Some campus groups were infuriated that Chris Simcox, president and co-founder of the Minuteman Civil Defense Corps, an organization they consider to be racist, was allowed to speak on campus last Thursday.
Much of the controversy stems from the group's mission, which is to secure the U.S. borders and coastal boundaries against unlawful and unauthorized entry of people, contraband and foreign military. Its members patrol the border while armed.
Critics say they are racially motivated.
Anna Pegler-Gordon, an assistant professor in James Madison College, said the group is not as much about illegal immigration as it is about racial hatred against Mexican immigrants.
"Their presence on the border is largely to cause confrontation," she said.
In the past five years, U.S. border patrol agents used Minuteman intelligence to apprehend more than 14,000 people trying to cross into the United States illegally and seize thousands of pounds of drugs, Simcox said.
The Minuteman group reported more than 1,200 unauthorized immigrants to border patrol in the past month, he said.
"Every government agency in the country relies on citizens," Simcox said in a phone interview Sunday. "All we do is report to them things that we feel are suspicious. There has never been one incident of someone taking the law into their own hands."
Simcox's group is composed of 85 chapters in 37 states. Citizens patrol the U.S. borders and report people they suspect of crossing into the country illegally.
While the national immigration debate tends to focus solely on the U.S.-Mexico border, most undocumented immigrants don't come across the border illegally, Pegler-Gordon said. Instead, they come legally with a tourist visa and stay past their allowed time.
In 2006, the Pew Hispanic Center estimated that there were about 12 million unauthorized immigrants in the U.S., and as many as 45 percent of those entered the country with temporary visas.
After Thursday's protest, family community services sophomore Sierra Lopez called Simcox racist. She said MSU administrators should not have allowed hate speech on campus.
"You could call them border patrol with weapons," she said. "They claim they're ready to defend and fight at any second, but they have nothing to defend against because these people are coming with only the clothes on their back."
Simcox said his group has "rescued" 299 people who would have otherwise died in the desert. He finds it confusing and disappointing that people want to portray his discussions about how to solve a problem as "hate speech."
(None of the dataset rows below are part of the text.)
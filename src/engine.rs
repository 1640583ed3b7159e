//! The traversal engine: walks an operation graph, routes document payloads
//! through arity combinators, and reports progress before every step.
//!
//! One [`Traversal`] executes one run. It borrows the collaborator, the
//! run's compiled [`BarrierTable`], and an event emitter for exactly that
//! run and retains nothing afterwards. Branches are processed sequentially
//! in graph order, so progress events are strictly ordered and barrier
//! decrements need no synchronization.
//!
//! # Routing rules
//!
//! - Terminal node (empty child list): the current payload flattens into
//!   the run's output.
//! - Sibling operations each receive their own clone of the current payload
//!   (clones share document buffers; only name metadata is copied).
//! - one→one (`rotate`, `impose`, `extract`, `editMetadata`, `organize`,
//!   `removeBlankPages`): every unit is mapped in place, shape preserved.
//! - one→many (`split`, `splitOn`): each unit yields an ordered fragment
//!   list; all fragments continue downstream as a single branch set.
//! - many→one (`merge`): the payload is flattened and combined into one
//!   unit named after its inputs.
//! - `wait`: the payload parks at its join barrier; the last expected
//!   arrival resumes the barrier's continuation with everything collected.
//!
//! Any failure aborts the whole run; no partial output is salvaged.

use bytes::Bytes;
use futures_util::future::BoxFuture;
use futures_util::FutureExt;
use miette::Diagnostic;
use thiserror::Error;

use crate::compiler::{Arrival, BarrierTable};
use crate::events::{EmitterError, Event, EventEmitter};
use crate::model::{FileUnit, Payload};
use crate::operations::{OpKind, Operation};
use crate::transform::{TransformError, Transformer};

/// Fatal traversal failures.
#[derive(Debug, Error, Diagnostic)]
pub enum EngineError {
    /// A `wait` node referenced an id the compiler produced no barrier for.
    #[error("no join barrier compiled for wait id {id:?}")]
    #[diagnostic(
        code(paperflow::engine::unknown_barrier),
        help("Compile the barrier table from the same operation graph the engine traverses.")
    )]
    UnknownBarrier { id: String },

    /// More branches arrived at a barrier than the compiler counted.
    #[error("join barrier {id:?} received an arrival after firing")]
    #[diagnostic(
        code(paperflow::engine::barrier_refire),
        help("The static wait count under-counted arrivals; a continuation must fire exactly once.")
    )]
    BarrierRefire { id: String },

    /// A transformation collaborator failed.
    #[error(transparent)]
    #[diagnostic(code(paperflow::engine::transform))]
    Transform(#[from] TransformError),

    /// A progress event could not be delivered.
    #[error("progress event could not be delivered")]
    #[diagnostic(code(paperflow::engine::emit))]
    Emit(#[from] EmitterError),
}

/// One execution of one operation graph.
pub struct Traversal<'a> {
    transformer: &'a dyn Transformer,
    barriers: &'a mut BarrierTable,
    emitter: &'a dyn EventEmitter,
    output: Vec<FileUnit>,
}

impl<'a> Traversal<'a> {
    pub fn new(
        transformer: &'a dyn Transformer,
        barriers: &'a mut BarrierTable,
        emitter: &'a dyn EventEmitter,
    ) -> Self {
        Self {
            transformer,
            barriers,
            emitter,
            output: Vec::new(),
        }
    }

    /// Walk the graph with the given initial payload and return the flat
    /// output list. Consumes the traversal: each run is fresh.
    #[tracing::instrument(skip_all, fields(roots = operations.len(), inputs = input.len()), err)]
    pub async fn run(
        mut self,
        operations: &[Operation],
        input: Payload,
    ) -> Result<Vec<FileUnit>, EngineError> {
        self.walk(operations, input).await?;
        tracing::debug!(outputs = self.output.len(), "traversal complete");
        Ok(self.output)
    }

    fn walk<'b>(
        &'b mut self,
        operations: &'b [Operation],
        value: Payload,
    ) -> BoxFuture<'b, Result<(), EngineError>> {
        async move {
            if operations.is_empty() {
                // Base case: whatever reaches a terminal node is a result.
                self.output.extend(value.into_units());
                return Ok(());
            }
            for operation in operations {
                self.step(operation, value.clone()).await?;
            }
            Ok(())
        }
        .boxed()
    }

    async fn step(&mut self, operation: &Operation, value: Payload) -> Result<(), EngineError> {
        let label = operation.kind.label();
        self.emitter
            .emit(Event::progress(label, format!("Starting: {label}")))?;
        tracing::debug!(operation = label, units = value.len(), "applying operation");

        match &operation.kind {
            OpKind::Rotate { rotation } => {
                let rotation = *rotation;
                let next = self
                    .unary(value, "_turned", |buf| {
                        self.transformer.rotate(buf, rotation)
                    })
                    .await?;
                self.walk(&operation.operations, next).await
            }

            OpKind::Extract {
                pages_to_extract_array,
            } => {
                let next = self
                    .unary(value, "_extractedPages", |buf| {
                        self.transformer.extract(buf, pages_to_extract_array)
                    })
                    .await?;
                self.walk(&operation.operations, next).await
            }

            OpKind::Impose { nup, format } => {
                let nup = *nup;
                let next = self
                    .unary(value, "_imposed", |buf| {
                        self.transformer.impose(buf, nup, format)
                    })
                    .await?;
                self.walk(&operation.operations, next).await
            }

            OpKind::EditMetadata { metadata } => {
                let next = self
                    .unary(value, "_editedMetadata", |buf| {
                        self.transformer.edit_metadata(buf, metadata)
                    })
                    .await?;
                self.walk(&operation.operations, next).await
            }

            OpKind::Organize {
                operation: scheme,
                custom_order,
            } => {
                let next = self
                    .unary(value, "_organized", |buf| {
                        self.transformer
                            .organize(buf, scheme, custom_order.as_deref())
                    })
                    .await?;
                self.walk(&operation.operations, next).await
            }

            OpKind::RemoveBlankPages { white_threshold } => {
                let white_threshold = *white_threshold;
                let next = self
                    .unary(value, "_blanksRemoved", |buf| {
                        self.transformer.remove_blank_pages(buf, white_threshold)
                    })
                    .await?;
                self.walk(&operation.operations, next).await
            }

            OpKind::Split {
                split_after_page_array,
            } => {
                let mut fragments = Vec::new();
                for unit in value.into_units() {
                    let parts = self
                        .transformer
                        .split(unit.buffer.clone(), split_after_page_array)
                        .await?;
                    for (index, buffer) in parts.into_iter().enumerate() {
                        fragments.push(unit.suffixed(&format!("_split{index}"), buffer));
                    }
                }
                self.walk(&operation.operations, Payload::Batch(fragments))
                    .await
            }

            OpKind::SplitOn { mode, threshold } => {
                let (mode, threshold) = (*mode, *threshold);
                let mut fragments = Vec::new();
                for unit in value.into_units() {
                    let parts = self
                        .transformer
                        .split_on(unit.buffer.clone(), mode, threshold)
                        .await?;
                    for (index, buffer) in parts.into_iter().enumerate() {
                        fragments.push(unit.suffixed(&format!("_split{index}"), buffer));
                    }
                }
                self.walk(&operation.operations, Payload::Batch(fragments))
                    .await
            }

            OpKind::Merge => {
                // Already-batched inputs are flattened and merged in order.
                let units = value.into_units();
                let file_name = units
                    .iter()
                    .map(|u| u.file_name.as_str())
                    .collect::<Vec<_>>()
                    .join("_")
                    + "_merged";
                let original_file_name = units
                    .first()
                    .map(|u| u.original_file_name.clone())
                    .unwrap_or_default();
                let buffers = units.iter().map(|u| u.buffer.clone()).collect();
                let buffer = self.transformer.merge(buffers).await?;
                let merged = FileUnit {
                    original_file_name,
                    file_name,
                    buffer,
                };
                self.walk(&operation.operations, Payload::Unit(merged))
                    .await
            }

            OpKind::Wait { id } => {
                let barrier =
                    self.barriers
                        .get_mut(id)
                        .ok_or_else(|| EngineError::UnknownBarrier {
                            id: id.clone(),
                        })?;
                match barrier.arrive(value.into_units()) {
                    Arrival::Pending => Ok(()),
                    Arrival::Refired => Err(EngineError::BarrierRefire { id: id.clone() }),
                    Arrival::Fire {
                        continuation,
                        inputs,
                    } => {
                        tracing::debug!(id = %id, inputs = inputs.len(), "join barrier fired");
                        self.walk(&continuation, Payload::Batch(inputs)).await
                    }
                }
            }
        }
    }

    /// Map every unit of a one→one operation, preserving payload shape.
    async fn unary<F, Fut>(
        &self,
        value: Payload,
        suffix: &str,
        apply: F,
    ) -> Result<Payload, EngineError>
    where
        F: Fn(Bytes) -> Fut,
        Fut: Future<Output = Result<Bytes, TransformError>>,
    {
        match value {
            Payload::Unit(unit) => {
                let buffer = apply(unit.buffer.clone()).await?;
                Ok(Payload::Unit(unit.suffixed(suffix, buffer)))
            }
            Payload::Batch(units) => {
                let mut mapped = Vec::with_capacity(units.len());
                for unit in units {
                    let buffer = apply(unit.buffer.clone()).await?;
                    mapped.push(unit.suffixed(suffix, buffer));
                }
                Ok(Payload::Batch(mapped))
            }
        }
    }
}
Simcox, who is on a speaking tour of eight colleges and universities, said the Minuteman group is trying to educate college students about the seriousness of the problems at the border.
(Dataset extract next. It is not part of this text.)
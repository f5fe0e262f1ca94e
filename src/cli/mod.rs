pub mod commands;

pub use commands::{Cli, Commands};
"Their protests come out of ignorance and hate of a subject that they know very little about," he said.
Pegler-Gordon said no border patrol will ever be fully efficient, and there are better ways to halt illegal immigration.
"If you want to stop illegal immigration, the way to do that is to go to the workplaces and regulate people from working illegally," she said.
"By focusing on the border, you make it seem like the only people coming in illegally are Mexican immigrants."
She also said the Minuteman group takes the law into their own hands, making the U.S. border patrol's job more difficult.
"It would be like a group of armed citizens coming to MSU's campus and patrolling around, saying the MSU police aren't doing their job," she said.
"That's essentially what they are doing on the (U.S.-Mexico) border."